Se me hincha el pecho de orgullo y, de un manotazo, envío mi pelo a la otra parte del hombro.

–Su querido chef sigue vacilándome.

–Oh, vamos, no es posible. Un fallo se pasa, pero ¿dos? No puedo más, lo voy a matar con mis propias manos. Esto es inaceptable.

–No hay que recurrir a la violencia– dice mi madre, asustada ante la reacción de Guillermo.

–Exacto, querido, deja vivir al pobre chico, debe tener una mala semana.

–Una mala semana es habérsele quemado el solomillo, haberse caído por las escaleras e incluso habérsele caído un pequeño insecto en algún plato por error. Pero en menos de una semana haberle puesto a la pobre chica una tirita y una mosca muerta, eso sí que es imperdonable. Parece que lo hace adrede.

Me mojo los labios con vino, pues se me han secado de tanto bufar.

Parpadeo un par de veces para asegurarme de que las lentillas siguen estando allí y sonrío, satisfecha. Al fin alguien piensa como yo.

–No pienso dejar que le hagas nada al pobre Hugo– dice la mujer, interponiéndose en el vínculo maligno que nos ha unido a su marido y a mí.

–¿Y eso por qué?

–Recuerda que se ofreció a darle clases de cocina a Claudia, tu hija, que quiere ser cocinera como él.

El hombre se gira hacia su mesa, donde una chica que no debe superar los once años teclea en su móvil algo.

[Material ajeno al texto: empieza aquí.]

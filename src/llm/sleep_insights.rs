// ABOUTME: AI sleep analyzer producing structured insights for a night's entry
// ABOUTME: Best-effort enrichment; a failed analysis never blocks the entry write
//
// SPDX-License-Identifier: MIT OR Apache-2.0
// Copyright (c) 2025 Vitalis Health

use super::{extract_json_object, ChatMessage, ChatRequest, LlmProvider};
use serde::Deserialize;
use std::fmt::Write as _;
use std::sync::Arc;
use tracing::debug;
use vitalis_core::errors::{AppError, AppResult};
use vitalis_core::models::{SleepAnalysis, SleepEntry};

/// Sampling temperature for analysis replies
const ANALYZER_TEMPERATURE: f32 = 0.3;

/// Completion cap for analysis replies
const ANALYZER_MAX_TOKENS: u32 = 768;

const SYSTEM_PROMPT: &str = "You are a sleep analyst. Given one night of sleep data and recent \
history, reply with ONLY a JSON object: {\"overall_analysis\": string, \"key_factors\": \
[string], \"personalized_tips\": [string], \"potential_issues\": [string], \
\"confidence_score\": number between 0 and 1}.";

/// Lenient mirror of the analyzer response
#[derive(Debug, Deserialize)]
struct ParsedAnalysis {
    #[serde(default)]
    overall_analysis: String,
    #[serde(default)]
    key_factors: Vec<String>,
    #[serde(default)]
    personalized_tips: Vec<String>,
    #[serde(default)]
    potential_issues: Vec<String>,
    #[serde(default)]
    confidence_score: f64,
}

/// AI sleep insight analyzer
pub struct SleepInsightAnalyzer {
    provider: Arc<dyn LlmProvider>,
}

impl SleepInsightAnalyzer {
    /// Create an analyzer over the given provider
    #[must_use]
    pub fn new(provider: Arc<dyn LlmProvider>) -> Self {
        Self { provider }
    }

    /// Analyze one night against recent history
    ///
    /// # Errors
    /// Returns an external-service error when the provider call fails or the
    /// reply carries no usable JSON. Callers attach the analysis best-effort
    /// and save the entry regardless.
    pub async fn analyze(
        &self,
        entry: &SleepEntry,
        recent: &[SleepEntry],
    ) -> AppResult<SleepAnalysis> {
        let request = ChatRequest::new(vec![
            ChatMessage::system(SYSTEM_PROMPT),
            ChatMessage::user(Self::describe(entry, recent)),
        ])
        .with_temperature(ANALYZER_TEMPERATURE)
        .with_max_tokens(ANALYZER_MAX_TOKENS);

        let response = self.provider.complete(&request).await?;
        debug!(model = %response.model, "sleep analysis reply received");
        Self::analysis_from_reply(&response.content)
    }

    fn describe(entry: &SleepEntry, recent: &[SleepEntry]) -> String {
        let mut text = format!(
            "Tonight ({}): {:.1}h sleep, score {:.0}",
            entry.date, entry.total_sleep, entry.sleep_score
        );
        if let Some(efficiency) = entry.sleep_efficiency {
            let _ = write!(text, ", efficiency {efficiency:.0}%");
        }
        if let Some(stages) = entry.stages {
            let _ = write!(
                text,
                ", stages deep {:.1}h / rem {:.1}h / light {:.1}h / awake {:.1}h",
                stages.deep, stages.rem, stages.light, stages.awake
            );
        }
        if !recent.is_empty() {
            let avg_hours =
                recent.iter().map(|e| e.total_sleep).sum::<f64>() / recent.len() as f64;
            let avg_score =
                recent.iter().map(|e| e.sleep_score).sum::<f64>() / recent.len() as f64;
            let _ = write!(
                text,
                "\nRecent {} nights: avg {avg_hours:.1}h, avg score {avg_score:.0}",
                recent.len()
            );
        }
        text
    }

    fn analysis_from_reply(content: &str) -> AppResult<SleepAnalysis> {
        let json = extract_json_object(content).ok_or_else(|| {
            AppError::external_service("sleep-analyzer", "reply contained no JSON object")
        })?;
        let parsed: ParsedAnalysis = serde_json::from_str(json).map_err(|e| {
            AppError::external_service("sleep-analyzer", format!("malformed reply: {e}"))
        })?;

        Ok(SleepAnalysis {
            overall_analysis: parsed.overall_analysis,
            key_factors: parsed.key_factors,
            personalized_tips: parsed.personalized_tips,
            potential_issues: parsed.potential_issues,
            confidence_score: parsed.confidence_score.clamp(0.0, 1.0),
        })
    }
}

#[cfg(test)]
mod tests {
    use super::*;
    use chrono::NaiveDate;

    #[test]
    fn test_reply_parses_and_clamps_confidence() {
        let reply = "{\"overall_analysis\": \"Solid night\", \"key_factors\": [\"consistent bedtime\"], \
                     \"personalized_tips\": [], \"potential_issues\": [], \"confidence_score\": 1.7}";
        let analysis = SleepInsightAnalyzer::analysis_from_reply(reply).unwrap();
        assert_eq!(analysis.overall_analysis, "Solid night");
        assert!((analysis.confidence_score - 1.0).abs() < f64::EPSILON);
    }

    #[test]
    fn test_prose_reply_is_an_error() {
        assert!(SleepInsightAnalyzer::analysis_from_reply("You slept fine.").is_err());
    }

    #[test]
    fn test_description_includes_history() {
        let entry = SleepEntry::new(NaiveDate::from_ymd_opt(2025, 6, 3).unwrap(), 7.2, 82.0);
        let recent = vec![
            SleepEntry::new(NaiveDate::from_ymd_opt(2025, 6, 2).unwrap(), 6.0, 70.0),
            SleepEntry::new(NaiveDate::from_ymd_opt(2025, 6, 1).unwrap(), 8.0, 90.0),
        ];
        let text = SleepInsightAnalyzer::describe(&entry, &recent);
        assert!(text.contains("7.2h"));
        assert!(text.contains("Recent 2 nights"));
    }
}
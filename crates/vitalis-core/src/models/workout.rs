// ABOUTME: Workout tracking models for logged training sessions
// ABOUTME: WorkoutEntry and WorkoutIntensity definitions
//
// SPDX-License-Identifier: MIT OR Apache-2.0
// Copyright (c) 2025 Vitalis Health

use chrono::NaiveDate;
use serde::{Deserialize, Serialize};

/// Subjective workout intensity
#[derive(Debug, Clone, Copy, Serialize, Deserialize, PartialEq, Eq)]
#[serde(rename_all = "snake_case")]
pub enum WorkoutIntensity {
    /// Low intensity (recovery, mobility)
    Low,
    /// Moderate intensity
    Moderate,
    /// High intensity
    High,
}

/// One day's logged workout
#[derive(Debug, Clone, Serialize, Deserialize)]
pub struct WorkoutEntry {
    /// Calendar date (natural key)
    pub date: NaiveDate,
    /// Workout type (run, strength, yoga, ...)
    pub workout_type: String,
    /// Session duration (minutes)
    pub duration_minutes: f64,
    /// Estimated energy expenditure (kcal)
    #[serde(skip_serializing_if = "Option::is_none")]
    pub calories_burned: Option<f64>,
    /// Session intensity
    #[serde(skip_serializing_if = "Option::is_none")]
    pub intensity: Option<WorkoutIntensity>,
    /// Whether the planned session was completed
    pub completed: bool,
}

impl WorkoutEntry {
    /// Create a completed entry with the required fields
    #[must_use]
    pub fn new(date: NaiveDate, workout_type: impl Into<String>, duration_minutes: f64) -> Self {
        Self {
            date,
            workout_type: workout_type.into(),
            duration_minutes,
            calories_burned: None,
            intensity: None,
            completed: true,
        }
    }
}
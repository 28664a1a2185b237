// ABOUTME: Data models for dated health entries, goals, achievements, and profiles
// ABOUTME: Shared HealthDomain enum and per-domain model submodules
//
// SPDX-License-Identifier: MIT OR Apache-2.0
// Copyright (c) 2025 Vitalis Health

//! Core data models for the Vitalis platform.
//!
//! Every tracked domain stores one entry per user per calendar date; the date
//! is the natural key. Entries serialize as JSON trees compatible with a
//! hosted realtime document store.

use serde::{Deserialize, Serialize};

pub mod achievement;
pub mod goal;
pub mod nutrition;
pub mod sleep;
pub mod supplement;
pub mod user;
pub mod workout;

pub use achievement::Achievement;
pub use goal::{Goal, GoalPriority};
pub use nutrition::{DailyTotals, FoodItem, Hydration, Meal, MealType, NutritionEntry};
pub use sleep::{SleepAnalysis, SleepEntry, SleepStages};
pub use supplement::{DoseTiming, SupplementDose, SupplementEntry};
pub use user::UserProfile;
pub use workout::{WorkoutEntry, WorkoutIntensity};

/// Tracked health domain
#[derive(Debug, Clone, Copy, Serialize, Deserialize, PartialEq, Eq, Hash)]
#[serde(rename_all = "snake_case")]
pub enum HealthDomain {
    /// Sleep tracking
    Sleep,
    /// Nutrition tracking
    Nutrition,
    /// Workout tracking
    Workouts,
    /// Supplement tracking
    Supplements,
}

impl HealthDomain {
    /// Parse a domain from its URL path segment
    #[must_use]
    pub fn from_path_segment(s: &str) -> Option<Self> {
        match s {
            "sleep" => Some(Self::Sleep),
            "nutrition" => Some(Self::Nutrition),
            "workouts" => Some(Self::Workouts),
            "supplements" => Some(Self::Supplements),
            _ => None,
        }
    }

    /// Path segment used in the REST API and the store layout
    #[must_use]
    pub const fn as_path_segment(&self) -> &'static str {
        match self {
            Self::Sleep => "sleep",
            Self::Nutrition => "nutrition",
            Self::Workouts => "workouts",
            Self::Supplements => "supplements",
        }
    }
}

impl std::fmt::Display for HealthDomain {
    fn fmt(&self, f: &mut std::fmt::Formatter<'_>) -> std::fmt::Result {
        f.write_str(self.as_path_segment())
    }
}
//! Pizzetta - Pizza Storefront
//!
//! A small pizza-ordering storefront split into three modules:
//!
//! - **`shared`** - serde wire types travelling over the JSON API
//! - **`backend`** - axum HTTP server over a SQLite catalog
//!   (binary `pizzetta-server`)
//! - **`storefront`** - egui/eframe desktop client: catalog browsing with
//!   scroll-synced category highlighting and a debounced product search
//!   (binary `storefront`)
//!
//! The backend exposes a handful of stateless endpoints (list ingredients,
//! list/create users, list products, search products). The client's only
//! interesting state is the search box controller and the active-category
//! tracker; everything else is straight rendering.

/// Shared wire types
pub mod shared;

/// Backend server-side code
pub mod backend;

/// egui desktop storefront client
pub mod storefront;
//! Section Visibility Observer
//!
//! One per catalog section. Each frame it is fed the fraction of the
//! section's rect visible in the viewport; when that fraction crosses the
//! threshold from below, the observer writes its category id to the
//! tracker. Staying above the threshold does not re-fire, and leaving it
//! does nothing, so the last section to cross in stays active until
//! another one does.

use crate::storefront::category::tracker::CategoryTracker;

/// Visible fraction at which a section becomes the active one.
pub const VISIBILITY_THRESHOLD: f32 = 0.4;

/// Threshold-crossing detector for one catalog section.
#[derive(Debug)]
pub struct SectionObserver {
    category_id: i64,
    above: bool,
}

impl SectionObserver {
    pub fn new(category_id: i64) -> Self {
        Self {
            category_id,
            above: false,
        }
    }

    pub fn category_id(&self) -> i64 {
        self.category_id
    }

    /// Feed one visibility sample. Writes the tracker and returns true only
    /// on an upward crossing of [`VISIBILITY_THRESHOLD`].
    pub fn observe(&mut self, visible_fraction: f32, tracker: &CategoryTracker) -> bool {
        let above = visible_fraction >= VISIBILITY_THRESHOLD;
        let crossed_in = above && !self.above;
        self.above = above;

        if crossed_in {
            tracing::debug!(category_id = self.category_id, "section crossed into view");
            tracker.set(self.category_id);
        }
        crossed_in
    }
}

#[cfg(test)]
mod tests {
    use super::*;

    #[test]
    fn fires_on_upward_crossing() {
        let tracker = CategoryTracker::new(1);
        let mut observer = SectionObserver::new(2);

        assert!(!observer.observe(0.1, &tracker));
        assert!(observer.observe(0.5, &tracker));
        assert_eq!(tracker.get(), 2);
    }

    #[test]
    fn staying_above_does_not_refire() {
        let tracker = CategoryTracker::new(1);
        let mut observer = SectionObserver::new(2);

        observer.observe(0.5, &tracker);
        tracker.set(3);

        // Still above: no write
        assert!(!observer.observe(0.9, &tracker));
        assert_eq!(tracker.get(), 3);
    }

    #[test]
    fn leaving_does_not_write() {
        let tracker = CategoryTracker::new(1);
        let mut observer = SectionObserver::new(2);

        observer.observe(0.5, &tracker);
        assert!(!observer.observe(0.1, &tracker));
        assert_eq!(tracker.get(), 2);
    }

    #[test]
    fn refires_after_dropping_below() {
        let tracker = CategoryTracker::new(1);
        let mut observer = SectionObserver::new(2);

        observer.observe(0.5, &tracker);
        observer.observe(0.1, &tracker);
        tracker.set(3);

        assert!(observer.observe(0.6, &tracker));
        assert_eq!(tracker.get(), 2);
    }

    #[test]
    fn exact_threshold_counts_as_above() {
        let tracker = CategoryTracker::new(1);
        let mut observer = SectionObserver::new(2);

        assert!(observer.observe(VISIBILITY_THRESHOLD, &tracker));
    }

    #[test]
    fn scroll_from_section_a_into_b() {
        let tracker = CategoryTracker::new(1);
        let mut section_a = SectionObserver::new(1);
        let mut section_b = SectionObserver::new(2);

        // A fully visible, B off-screen
        section_a.observe(1.0, &tracker);
        section_b.observe(0.0, &tracker);
        assert_eq!(tracker.get(), 1);

        // Scrolling down: A shrinks, B crosses in
        section_a.observe(0.6, &tracker);
        section_b.observe(0.2, &tracker);
        section_a.observe(0.3, &tracker);
        section_b.observe(0.45, &tracker);
        assert_eq!(tracker.get(), 2);

        // A leaving entirely does not steal it back
        section_a.observe(0.0, &tracker);
        assert_eq!(tracker.get(), 2);
    }
}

Al lado suyo, hay un chico de unos dieciocho o diecinueve años, que se ha quedado apoyado en la silla durmiendo la mona con la boca abierta.

–Sí, tienes razón.

–Y recuerda que lleva cada mañana a Ángel a la universidad, porque dice que le pilla de camino.

–Sigues teniendo razón.

De repente, esa mujercita me cae mal.  ¡Que egoísta es al pensar que a mí no me afecta lo que el chef de pacotilla me eche en mi plato! ¡Y a mí qué si el tal Hugo Schneider les hace de criado por su propia voluntad!

Mi madre se mantiene al margen, comiendo de su chuletón para que no se enfríe, disfrutando de cada bocado.

–¿Y yo qué?– suelto, mientras marido y mujer se miran con pasión. Casi vomito ante la imagen.

–Ah, señorita Sastre, usted también tiene razón. ¿Puede quedarse hasta las doce y media y voy con usted a hablar con el chico?

–Hablar. Hablar es lo que hicimos el otro día. Yo quiero derramamiento de sangre.

–Ni que estuviésemos en plena guerra, chica– se mete la mujer.

–Usted cállese. Me importa un pimiento lo que diga.

–¡María!– me llama la atención mi madre, con la boca llena.

Le hago un gesto con la mano para que se calle ella también y yo me levanto.

Le saco dos cabezas a la mujer.

–Precioso vestido– dice, intentando parecer simpática.

–Lo sé– hago notar la tensión.

–¿No podemos hacer algo sin violencia hacia Hugo?– pregunta el dueño, mirándome con ojos de cordero.

–Oh, vamos, yo no puedo opinar en este tema, es usted su jefe.

–¿Y si el domingo se lo doy, como chef personal?

–Ni que fuera un esclavo– digo.

–¡Sí!– grita mi madre al unísono–. Digo, no.

–¿Otra cena?– pregunta, mirándome, intentando que sea comprensiva.

–¿Gratis?– pregunto, mirándole.

–Completamente.

La mujer me mira sonriendo, al igual que mi madre, que se lo pasa teta, pero yo no estoy tan convencida.

No quiero volver a pasar un calvario por venir a este restaurante de lujo a cenar, estoy cansada de quejarme y volver a quejarme.

–Declino la oferta, señor De Oleza– digo, después de sopesar ideas–. Pero le tendré en cuenta, que tanto usted como ese hijo de puta, me deben una.